13. The method of claim 11, wherein the hint is associated with samples in a video buffer of the client system, and wherein the hint is determined at least in part by hashing at least some values associated with the video buffer.

14. The method of claim 13, wherein the hash value is generated based at least in part on one or more of at least one operand or at least one algorithm also used in an associated media storage operation.

15. The method of claim 11, wherein at least one of the determining, deriving, transforming, or generating operations utilizes one or more of at least one operand or at least one algorithm also used in an associated media storage operation.

16. The method of claim 11, wherein the returning comprises:

At least one indication of at least one candidate from the database sector is returned based at least in part on a probabilistic point location in an equal sphere algorithm as a function of the received hint.

17. The method of claim 11, wherein the candidate item is within a predetermined inverse percentage distribution radius of the received prompt.

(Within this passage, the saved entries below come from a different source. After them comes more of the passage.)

//! Event relay: robot [`StateEvent`]s → unsolicited DCSS frames.
//!
//! | Event | Frames |
//! |---|---|
//! | `task_message` `"<LEVEL> text"` | `robot_status`, then `htos_log note\|warning\|error text` |
//! | `system_error_message` `"OK"` | none |
//! | `system_error_message` anything else | `htos_log error <value>` |
//! | any fault event | `htos_log error <entity> <value>` |
//! | an entity of the robot model | the status strings it feeds ([`StatusBoard`]) |
//! | anything else | `htos_set_string_completed <entity> normal <value>` |
//!
//! Each time a session becomes active the relay asks the robot for a fresh
//! snapshot and pushes the login strings (`robot_status`, `robot_state`,
//! `robot_cassette`, `robot_force_*`, `ts_robot_cal`) to it.
//!
//! The session gate is checked by [`Outbound::send_unsolicited`] at the
//! moment each frame is emitted; nothing is buffered while DCSS is away.

use std::sync::Arc;

use futures_util::StreamExt;
use robodhs_middleware::RobotAdapter;
use robodhs_types::{Epoch, Frame, LogLevel, StateEvent};
use tokio_util::sync::CancellationToken;
use tracing::{debug, info, warn};

use crate::outbound::Outbound;
use crate::status::StatusBoard;

const TASK_MESSAGE: &str = "task_message";
const SYSTEM_ERROR_MESSAGE: &str = "system_error_message";

/// Frames one robot notification turns into, in emission order.
pub fn frames_for(event: &StateEvent, board: &StatusBoard) -> Vec<Frame> {
    if event.fault {
        return vec![Frame::log(
            LogLevel::Error,
            &format!("{} {}", event.entity, event.new),
        )];
    }
    match event.entity.as_str() {
        TASK_MESSAGE => {
            let mut frames = board.apply(event).unwrap_or_default();
            let (level, message) = split_level(&event.new);
            frames.push(Frame::log(level, message));
            frames
        }
        SYSTEM_ERROR_MESSAGE if event.new.trim() == "OK" => Vec::new(),
        SYSTEM_ERROR_MESSAGE => vec![Frame::log(LogLevel::Error, &event.new)],
        _ => board
            .apply(event)
            .unwrap_or_else(|| vec![passthrough(event)]),
    }
}

/// An entity the robot model does not know, forwarded under its own name.
fn passthrough(event: &StateEvent) -> Frame {
    let mut values: Vec<String> = event.new.split_whitespace().map(str::to_string).collect();
    if values.is_empty() {
        values.push(String::new());
    }
    Frame::set_string(&event.entity, values)
}

/// Split the leading level word off a robot task message.
///
/// `DEBUG`/`INFO` are notes.  An unrecognised level word is treated as an
/// error and dropped; a message with no level word at all is a note.
fn split_level(message: &str) -> (LogLevel, &str) {
    let message = message.trim();
    let Some((word, rest)) = message.split_once(char::is_whitespace) else {
        return (LogLevel::Note, message);
    };
    let level = match word {
        "DEBUG" | "INFO" => LogLevel::Note,
        "WARNING" => LogLevel::Warning,
        _ => LogLevel::Error,
    };
    (level, rest.trim_start())
}

/// Push the login strings to the session of `epoch`.
async fn login(epoch: Epoch, adapter: &dyn RobotAdapter, outbound: &Outbound, board: &StatusBoard) {
    adapter.request_snapshot().await;
    let frames = board.login_frames();
    let count = frames.len();
    for frame in frames {
        if !outbound.send_session(epoch, frame) {
            debug!(%epoch, "login snapshot cut short: session gone");
            return;
        }
    }
    info!(%epoch, strings = count, "login snapshot sent");
}

/// Drain `adapter`'s notifications into `outbound` until `teardown` fires
/// or the stream ends.
pub async fn run(
    adapter: Arc<dyn RobotAdapter>,
    outbound: Outbound,
    board: StatusBoard,
    teardown: CancellationToken,
) {
    let mut events = adapter.subscribe().await;
    let mut activations = outbound.activations();
    info!("event relay started");

    let active = *activations.borrow_and_update();
    if let Some(epoch) = active {
        login(epoch, adapter.as_ref(), &outbound, &board).await;
    }

    loop {
        let event = tokio::select! {
            _ = teardown.cancelled() => break,
            changed = activations.changed() => {
                if changed.is_err() {
                    break;
                }
                let active = *activations.borrow_and_update();
                if let Some(epoch) = active {
                    login(epoch, adapter.as_ref(), &outbound, &board).await;
                }
                continue;
            }
            event = events.next() => match event {
                Some(event) => event,
                None => {
                    warn!("robot notification stream ended");
                    break;
                }
            },
        };

        for frame in frames_for(&event, &board) {
            if !outbound.send_unsolicited(frame) {
                debug!(entity = %event.entity, value = %event.new, "status event dropped: session inactive");
            }
        }
    }
    info!(dropped = outbound.dropped_events(), "event relay stopped");
}

#[cfg(test)]
mod tests {
    use super::*;
    use robodhs_middleware::SimRobotAdapter;
    use robodhs_types::tags;
    use std::time::Duration;
    use tokio::sync::mpsc;

    async fn next_frame(rx: &mut mpsc::UnboundedReceiver<Frame>) -> Result<Frame, Box<dyn std::error::Error>> {
        let frame = tokio::time::timeout(Duration::from_secs(5), rx.recv())
            .await?
            .ok_or("writer closed")?;
        Ok(frame)
    }

    fn one(event: StateEvent) -> Frame {
        let mut frames = frames_for(&event, &StatusBoard::new());
        assert_eq!(frames.len(), 1, "{frames:?}");
        frames.remove(0)
    }

    #[test]
    fn unmodelled_state_becomes_set_string() {
        let frame = one(StateEvent::new("sample_barcode", Some("A1".into()), "B7 spare"));
        assert_eq!(frame.operation, tags::HTOS_SET_STRING_COMPLETED);
        assert_eq!(frame.args, vec!["sample_barcode", "normal", "B7", "spare"]);
        assert!(frame.token.is_none());

        let frame = one(StateEvent::new("sample_barcode", None, ""));
        assert_eq!(frame.args, vec!["sample_barcode", "normal", ""]);
    }

    #[test]
    fn modelled_state_refreshes_status_strings() {
        let board = StatusBoard::new();
        let frames = frames_for(&StateEvent::new("lid_open", Some("0".into()), "1"), &board);
        assert_eq!(frames.len(), 1);
        assert_eq!(
            frames[0].args.join(" "),
            "robot_input normal 0 0 0 0 0 0 0 0 0 0 0 0 1 0 0 0"
        );

        let frames = frames_for(&StateEvent::new("port_distances", None, r#"{"left": []}"#), &board);
        let names: Vec<&str> = frames.iter().map(|f| f.args[0].as_str()).collect();
        assert_eq!(names, vec!["robot_force_left", "robot_force_middle", "robot_force_right"]);
        assert_eq!(frames[0].args, vec!["robot_force_left", "normal", "0"]);
    }

    #[test]
    fn faults_become_error_logs() {
        let frame = one(StateEvent::fault("gripper", "jammed open"));
        assert_eq!(frame.operation, tags::HTOS_LOG);
        assert_eq!(frame.args, vec!["error", "gripper", "jammed", "open"]);
    }

    #[test]
    fn task_messages_refresh_status_then_log() {
        let cases = [
            ("INFO mount finished", vec!["note", "mount", "finished"]),
            ("DEBUG step 3", vec!["note", "step", "3"]),
            ("WARNING low ln2", vec!["warning", "low", "ln2"]),
            ("ERROR collision", vec!["error", "collision"]),
            ("FATAL arm stuck", vec!["error", "arm", "stuck"]),
            ("calibrating", vec!["note", "calibrating"]),
        ];
        for (message, expected) in cases {
            let board = StatusBoard::new();
            let frames = frames_for(&StateEvent::new("task_message", None, message), &board);
            assert_eq!(frames.len(), 2, "message {message:?}");
            assert_eq!(frames[0].args[0], "robot_status");
            assert_eq!(frames[1].operation, tags::HTOS_LOG);
            assert_eq!(frames[1].args, expected, "message {message:?}");
            assert_eq!(board.snapshot().task_message, message);
        }
    }

    #[test]
    fn system_errors_are_logged_unless_ok() {
        assert!(frames_for(&StateEvent::new("system_error_message", None, "OK"), &StatusBoard::new()).is_empty());

        let frame = one(StateEvent::new("system_error_message", None, "Bad bad happened"));
        assert_eq!(frame.operation, tags::HTOS_LOG);
        assert_eq!(frame.args, vec!["error", "Bad", "bad", "happened"]);
    }

    #[tokio::test]
    async fn relay_respects_session_gate() -> Result<(), Box<dyn std::error::Error>> {
        let robot = SimRobotAdapter::new();
        let outbound = Outbound::new();
        let teardown = CancellationToken::new();
        let relay = tokio::spawn(run(
            Arc::new(robot.clone()),
            outbound.clone(),
            StatusBoard::new(),
            teardown.clone(),
        ));
        while robot.subscriber_count() == 0 {
            tokio::task::yield_now().await;
        }

        // No session: dropped, nothing retained.
        robot.emit(StateEvent::new("sample_barcode", None, "A1"));
        while outbound.dropped_events() == 0 {
            tokio::task::yield_now().await;
        }

        let (tx, mut rx) = mpsc::unbounded_channel();
        outbound.attach(Epoch(1), tx);
        outbound.activate(Epoch(1));

        // The login snapshot comes first.
        for expected in ["robot_status", "robot_state", "robot_cassette"] {
            let frame = next_frame(&mut rx).await?;
            assert_eq!(frame.args[0], expected);
        }
        for _ in 0..4 {
            next_frame(&mut rx).await?;
        }
        assert_eq!(robot.snapshot_requests(), 1);

        robot.emit(StateEvent::new("sample_barcode", None, "B2"));
        let frame = next_frame(&mut rx).await?;
        assert_eq!(frame.args, vec!["sample_barcode", "normal", "B2"]);
        assert!(rx.try_recv().is_err());

        teardown.cancel();
        relay.await?;
        Ok(())
    }

    #[tokio::test]
    async fn every_activation_gets_a_snapshot() -> Result<(), Box<dyn std::error::Error>> {
        let robot = SimRobotAdapter::new();
        let outbound = Outbound::new();
        let teardown = CancellationToken::new();
        let relay = tokio::spawn(run(
            Arc::new(robot.clone()),
            outbound.clone(),
            StatusBoard::new(),
            teardown.clone(),
        ));

        for epoch in [Epoch(1), Epoch(2)] {
            let (tx, mut rx) = mpsc::unbounded_channel();
            outbound.attach(epoch, tx);
            outbound.activate(epoch);
            let mut names = Vec::new();
            for _ in 0..7 {
                names.push(next_frame(&mut rx).await?.args[0].clone());
            }
            assert_eq!(names.first().map(String::as_str), Some("robot_status"));
            assert_eq!(names.last().map(String::as_str), Some("ts_robot_cal"));
            outbound.detach(epoch);
        }
        assert_eq!(robot.snapshot_requests(), 2);

        teardown.cancel();
        relay.await?;
        Ok(())
    }
}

18. A system for addressing a media database using distance-associative hashing, the system comprising:

one or more processors; and

One or more instructions, when executed by the one or more processors, cause the one or more processors to perform the following operations:

receiving one or more indications of samples of a video segment;

The database sector is determined by referencing a plurality of most significant bits of the hash value, wherein the plurality of most significant bits are predetermined to be the address of the corresponding database sector, and wherein one or more of the hash values

A plurality of remaining bits addresses respective buckets of the database sector; and

The hash value is stored on the database sector.

19. A machine for addressing a media database using distance-associative hashing, the machine comprising:

circuitry configured to receive one or more indications of samples of a video segment;

circuitry configured to determine an algorithmically derived value for a tile of one or more pixels of the sample;

circuitry configured to derive a new value by subtracting a midpoint value of the slice from the algorithmically derived value;

circuitry configured to transform the new value, wherein the transforming comprises uniformly distributing the value using a pre-derived function;

circuitry configured to generate a hash value, wherein said generating comprises using at least said transformed new value;

circuitry configured to determine a database sector by referencing a plurality of most significant bits of the hash value, wherein the plurality of most significant bits are predetermined to be an address of a corresponding database sector, and wherein one or more remaining bits of the hash value address respective buckets of the database sector; and

Circuitry is configured to store the hash value on the database sector.